Pay him back his sixteen hundred and take the whole
thing over yourself?”
Mr. Phillips for the first time permitted
himself the luxury of a real smile.
“My dear man,”
he observed, “you’re not seriously offering
such a proposition as that, are you? You must
be joking.”
“It’s no joke to poor
George. And he’s only a boy, after all.
You wouldn’t want him to go to jail.”
The smile disappeared. “I
should be pained,” protested Egbert, and proved
it by looking pained. “It would grieve me
deeply. But I can’t think such a contingency
possible. No, no; not possible. And in time my
brokers assure me a very short time the
stock will advance.”
“And you won’t take over
his share and get all that profit yourself?”

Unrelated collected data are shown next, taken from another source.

mod segments;
mod sessions;
mod telemetry;

pub(crate) use telemetry::write_samples;

use anyhow::Result;
use async_trait::async_trait;

use crate::db::connection::Database;
use crate::models::{RoadSegment, SurveySession, TelemetrySample};
use crate::store::SurveyStore;
use crate::vibration::RoadCondition;

#[async_trait]
impl SurveyStore for Database {
    async fn create_session(&self, session: &SurveySession) -> Result<()> {
        self.insert_session(session).await
    }

    async fn update_session(&self, session: &SurveySession) -> Result<()> {
        self.update_session_record(session).await
    }

    async fn get_session(&self, session_id: &str) -> Result<Option<SurveySession>> {
        self.find_session(session_id).await
    }

    async fn delete_session(&self, session_id: &str) -> Result<()> {
        self.remove_session(session_id).await
    }

    async fn insert_telemetry_batch(&self, samples: &[TelemetrySample]) -> Result<()> {
        self.append_telemetry(samples.to_vec()).await
    }

    async fn get_telemetry_for_session(&self, session_id: &str) -> Result<Vec<TelemetrySample>> {
        self.telemetry_for_session(session_id).await
    }

    async fn insert_segment(&self, segment: &RoadSegment) -> Result<()> {
        self.insert_road_segment(segment).await
    }

    async fn get_segments_for_session(&self, session_id: &str) -> Result<Vec<RoadSegment>> {
        self.segments_for_session(session_id).await
    }

    async fn update_segment_condition(
        &self,
        segment_id: &str,
        manual_condition: Option<RoadCondition>,
    ) -> Result<()> {
        self.set_manual_condition(segment_id, manual_condition).await
    }
}

#[cfg(test)]
mod tests {
    use super::*;
    use crate::indices::{ConditionIndex, SdiCategory};
    use crate::models::{GeoPoint, SessionStatus};
    use crate::scoring::ConfidenceLevel;
    use chrono::Utc;

    fn open() -> (tempfile::TempDir, Database) {
        let dir = tempfile::tempdir().unwrap();
        let db = Database::new(dir.path().join("survey.sqlite3")).unwrap();
        (dir, db)
    }

    fn point(lat: f64) -> GeoPoint {
        GeoPoint {
            lat,
            lon: 106.8,
            altitude: 12.0,
        }
    }

    fn segment(session_id: &str, id: &str, start: f64) -> RoadSegment {
        RoadSegment {
            id: id.into(),
            session_id: session_id.into(),
            started_at: Utc::now(),
            ended_at: Utc::now(),
            start_distance_m: start,
            end_distance_m: start + 100.0,
            start_location: Some(point(-6.2)),
            end_location: Some(point(-6.201)),
            roughness_rms: 0.42,
            consistency: 0.8,
            confidence: 77,
            confidence_level: ConfidenceLevel::High,
            auto_condition: RoadCondition::Fair,
            manual_condition: None,
            index: Some(ConditionIndex::Sdi {
                score: 9,
                category: SdiCategory::from_score(9),
            }),
            sample_count: 12,
            name: Some("Jl. Sudirman".into()),
            surface_type: Some("asphalt".into()),
            notes: None,
            media: vec!["photo-1.jpg".into()],
            assessment: None,
        }
    }

    #[tokio::test]
    async fn test_session_round_trip() {
        let (_dir, db) = open();
        let mut session = SurveySession::new("s1".into(), Utc::now(), Some("pixel".into()));
        db.create_session(&session).await.unwrap();
        assert!(db.create_session(&session).await.is_err());

        session.status = SessionStatus::Completed;
        session.distance_m = 1234.5;
        session.average_confidence = 66;
        session.average_pci = Some(71);
        session.segment_count = 3;
        session.ended_at = Some(Utc::now());
        session.start_location = Some(point(-6.2));
        db.update_session(&session).await.unwrap();

        let stored = db.get_session("s1").await.unwrap().unwrap();
        assert_eq!(stored.status, SessionStatus::Completed);
        assert_eq!(stored.distance_m, 1234.5);
        assert_eq!(stored.average_pci, Some(71));
        assert_eq!(stored.start_location, Some(point(-6.2)));
        assert!(db.get_session("missing").await.unwrap().is_none());
        assert_eq!(db.list_sessions().await.unwrap().len(), 1);
    }

    #[tokio::test]
    async fn test_segments_ordered_and_condition_override() {
        let (_dir, db) = open();
        db.create_session(&SurveySession::new("s1".into(), Utc::now(), None))
            .await
            .unwrap();
        db.insert_segment(&segment("s1", "b", 200.0)).await.unwrap();
        db.insert_segment(&segment("s1", "a", 0.0)).await.unwrap();

        let segments = db.get_segments_for_session("s1").await.unwrap();
        let ids: Vec<&str> = segments.iter().map(|s| s.id.as_str()).collect();
        assert_eq!(ids, vec!["a", "b"]);
        assert_eq!(segments[0], segment("s1", "a", 0.0).with_times(&segments[0]));

        db.update_segment_condition("a", Some(RoadCondition::SeverelyDamaged))
            .await
            .unwrap();
        let overridden = &db.get_segments_for_session("s1").await.unwrap()[0];
        assert_eq!(overridden.condition(), RoadCondition::SeverelyDamaged);
        assert_eq!(overridden.auto_condition, RoadCondition::Fair);
        assert!(db.update_segment_condition("zzz", None).await.is_err());
    }

    #[tokio::test]
    async fn test_telemetry_and_delete_cascade() {
        let (_dir, db) = open();
        db.create_session(&SurveySession::new("s1".into(), Utc::now(), None))
            .await
            .unwrap();
        let samples: Vec<TelemetrySample> = (0..3)
            .map(|i| TelemetrySample {
                session_id: "s1".into(),
                timestamp: Utc::now(),
                position: point(-6.2),
                speed_mps: 8.0,
                accel_x: 0.01,
                accel_y: -0.02,
                accel_z: 0.3,
                gps_accuracy_m: 4.0,
                distance_m: f64::from(i) * 10.0,
            })
            .collect();
        db.insert_telemetry_batch(&samples).await.unwrap();
        db.insert_segment(&segment("s1", "a", 0.0)).await.unwrap();

        let stored = db.get_telemetry_for_session("s1").await.unwrap();
        let distances: Vec<f64> = stored.iter().map(|s| s.distance_m).collect();
        assert_eq!(distances, vec![0.0, 10.0, 20.0]);

        db.delete_session("s1").await.unwrap();
        assert!(db.get_session("s1").await.unwrap().is_none());
        assert!(db.get_telemetry_for_session("s1").await.unwrap().is_empty());
        assert!(db.get_segments_for_session("s1").await.unwrap().is_empty());
    }

    fn samples(session_id: &str, from: u32, count: u32) -> Vec<TelemetrySample> {
        (from..from + count)
            .map(|i| TelemetrySample {
                session_id: session_id.into(),
                timestamp: Utc::now(),
                position: point(-6.2),
                speed_mps: 8.0,
                accel_x: 0.0,
                accel_y: 0.0,
                accel_z: 0.1,
                gps_accuracy_m: 4.0,
                distance_m: f64::from(i),
            })
            .collect()
    }

    #[tokio::test(flavor = "multi_thread", worker_threads = 4)]
    async fn test_concurrent_telemetry_batches_all_land() {
        let (_dir, db) = open();
        db.create_session(&SurveySession::new("s1".into(), Utc::now(), None))
            .await
            .unwrap();

        let writers: Vec<_> = (0..8)
            .map(|batch| {
                let db = db.clone();
                tokio::spawn(async move {
                    db.insert_telemetry_batch(&samples("s1", batch * 5, 5)).await
                })
            })
            .collect();
        for writer in writers {
            writer.await.unwrap().unwrap();
        }

        let stored = db.get_telemetry_for_session("s1").await.unwrap();
        assert_eq!(stored.len(), 40);
        // each batch stays contiguous and ordered
        for chunk in stored.chunks(5) {
            assert!(chunk.windows(2).all(|p| p[1].distance_m == p[0].distance_m + 1.0));
        }
    }

    #[tokio::test]
    async fn test_rejected_telemetry_batch_writes_nothing() {
        let (_dir, db) = open();
        db.create_session(&SurveySession::new("s1".into(), Utc::now(), None))
            .await
            .unwrap();
        // unknown session violates the foreign key
        assert!(db.insert_telemetry_batch(&samples("ghost", 0, 3)).await.is_err());
        db.insert_telemetry_batch(&samples("s1", 0, 2)).await.unwrap();
        db.insert_telemetry_batch(&[]).await.unwrap();

        assert!(db.get_telemetry_for_session("ghost").await.unwrap().is_empty());
        assert_eq!(db.get_telemetry_for_session("s1").await.unwrap().len(), 2);
    }

    #[tokio::test]
    async fn test_rejects_negative_segment_length() {
        let (_dir, db) = open();
        db.create_session(&SurveySession::new("s1".into(), Utc::now(), None))
            .await
            .unwrap();
        let mut bad = segment("s1", "a", 50.0);
        bad.end_distance_m = 10.0;
        assert!(db.insert_segment(&bad).await.is_err());
    }

    impl RoadSegment {
        fn with_times(mut self, other: &RoadSegment) -> Self {
            self.started_at = other.started_at;
            self.ended_at = other.ended_at;
            self
        }
    }
}
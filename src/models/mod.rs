pub mod segment;
pub mod session;
pub mod telemetry;

pub use segment::{DistressAssessment, RoadSegment, SegmentMetadata};
pub use session::{GeoPoint, SessionStatus, SurveySession};
pub use telemetry::TelemetrySample;
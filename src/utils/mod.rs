pub mod logging;
pub mod stats;

pub use logging::init_logging;
pub use stats::truncated_mean;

“I can’t. It is impossible.
I am so sorry. In former days ”
with a gesture of resignation “it
would have been quite possible. Then I should
have been delighted. But now.... However,
you must, as a man of the world, see that all this
is quite absurd. And it is painful to me, as
a friend still a friend of young Kent’s.
Pardon me again, but I am busy this afternoon and ”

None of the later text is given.